**Input material:**
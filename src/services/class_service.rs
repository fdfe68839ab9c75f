// src/services/class_service.rs
use crate::{
    error::{map_delete_error, AppError, AppResult},
    models::class::{Class, CreateClassPayload, UpdateClassPayload},
    services::reference_service::{self, Table},
};
use sqlx::SqlitePool;

pub async fn find_all_classes(db_pool: &SqlitePool) -> AppResult<Vec<Class>> {
    let classes = sqlx::query_as::<_, Class>("SELECT * FROM classes ORDER BY id ASC")
        .fetch_all(db_pool)
        .await?;
    tracing::debug!("Encontradas {} turmas.", classes.len());
    Ok(classes)
}

pub async fn get_class(db_pool: &SqlitePool, id: i64) -> AppResult<Class> {
    sqlx::query_as::<_, Class>("SELECT * FROM classes WHERE id = ?1")
        .bind(id)
        .fetch_optional(db_pool)
        .await?
        .ok_or_else(|| AppError::NotFound("Turma não encontrada.".to_string()))
}

pub async fn create_class(db_pool: &SqlitePool, payload: CreateClassPayload) -> AppResult<Class> {
    reference_service::ensure_references(db_pool, &[("ong_id", Table::Ongs, payload.ong_id)])
        .await?;

    let class = sqlx::query_as::<_, Class>(
        r#"
        INSERT INTO classes (local, workshop, status, category, ong_id)
        VALUES (?1, ?2, ?3, ?4, ?5)
        RETURNING *
        "#,
    )
    .bind(&payload.local)
    .bind(&payload.workshop)
    .bind(payload.status)
    .bind(payload.category)
    .bind(payload.ong_id)
    .fetch_one(db_pool)
    .await?;

    tracing::info!("✅ Turma {} criada (ONG {}).", class.id, class.ong_id);
    Ok(class)
}

pub async fn update_class(db_pool: &SqlitePool, id: i64, changes: UpdateClassPayload) -> AppResult<Class> {
    let mut class = get_class(db_pool, id).await?;
    class.apply(changes);
    reference_service::ensure_references(db_pool, &[("ong_id", Table::Ongs, class.ong_id)]).await?;

    let class = sqlx::query_as::<_, Class>(
        r#"
        UPDATE classes
        SET local = ?1, workshop = ?2, status = ?3, category = ?4, ong_id = ?5,
            updated_at = CURRENT_TIMESTAMP
        WHERE id = ?6
        RETURNING *
        "#,
    )
    .bind(&class.local)
    .bind(&class.workshop)
    .bind(class.status)
    .bind(class.category)
    .bind(class.ong_id)
    .bind(id)
    .fetch_one(db_pool)
    .await?;
    Ok(class)
}

pub async fn delete_class(db_pool: &SqlitePool, id: i64) -> AppResult<()> {
    get_class(db_pool, id).await?;
    sqlx::query("DELETE FROM classes WHERE id = ?1")
        .bind(id)
        .execute(db_pool)
        .await
        .map_err(|e| map_delete_error(e, "A turma"))?;
    Ok(())
}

**Task requirements:**
Retype all of the entries. Keep each one exactly as written.

**Problem solution:**
filename src/services/class_service.rs
repository fdfe68839ab9c75f
// src/services/class_service.rs
use crate::{
    error::{map_delete_error, AppError, AppResult},
    models::class::{Class, CreateClassPayload, UpdateClassPayload},
    services::reference_service::{self, Table},
};
use sqlx::SqlitePool;

pub async fn find_all_classes(db_pool: &SqlitePool) -> AppResult<Vec<Class>> {
    let classes = sqlx::query_as::<_, Class>("SELECT * FROM classes ORDER BY id ASC")
        .fetch_all(db_pool)
        .await?;
    tracing::debug!("Encontradas {} turmas.", classes.len());
    Ok(classes)
}

pub async fn get_class(db_pool: &SqlitePool, id: i64) -> AppResult<Class> {
    sqlx::query_as::<_, Class>("SELECT * FROM classes WHERE id = ?1")
        .bind(id)
        .fetch_optional(db_pool)
        .await?
        .ok_or_else(|| AppError::NotFound("Turma não encontrada.".to_string()))
}

pub async fn create_class(db_pool: &SqlitePool, payload: CreateClassPayload) -> AppResult<Class> {
    reference_service::ensure_references(db_pool, &[("ong_id", Table::Ongs, payload.ong_id)])
        .await?;

    let class = sqlx::query_as::<_, Class>(
        r#"
        INSERT INTO classes (local, workshop, status, category, ong_id)
        VALUES (?1, ?2, ?3, ?4, ?5)
        RETURNING *
        "#,
    )
    .bind(&payload.local)
    .bind(&payload.workshop)
    .bind(payload.status)
    .bind(payload.category)
    .bind(payload.ong_id)
    .fetch_one(db_pool)
    .await?;

    tracing::info!("✅ Turma {} criada (ONG {}).", class.id, class.ong_id);
    Ok(class)
}

pub async fn update_class(db_pool: &SqlitePool, id: i64, changes: UpdateClassPayload) -> AppResult<Class> {
    let mut class = get_class(db_pool, id).await?;
    class.apply(changes);
    reference_service::ensure_references(db_pool, &[("ong_id", Table::Ongs, class.ong_id)]).await?;

    let class = sqlx::query_as::<_, Class>(
        r#"
        UPDATE classes
        SET local = ?1, workshop = ?2, status = ?3, category = ?4, ong_id = ?5,
            updated_at = CURRENT_TIMESTAMP
        WHERE id = ?6
        RETURNING *
        "#,
    )
    .bind(&class.local)
    .bind(&class.workshop)
    .bind(class.status)
    .bind(class.category)
    .bind(class.ong_id)
    .bind(id)
    .fetch_one(db_pool)
    .await?;
    Ok(class)
}

pub async fn delete_class(db_pool: &SqlitePool, id: i64) -> AppResult<()> {
    get_class(db_pool, id).await?;
    sqlx::query("DELETE FROM classes WHERE id = ?1")
        .bind(id)
        .execute(db_pool)
        .await
        .map_err(|e| map_delete_error(e, "A turma"))?;
    Ok(())
}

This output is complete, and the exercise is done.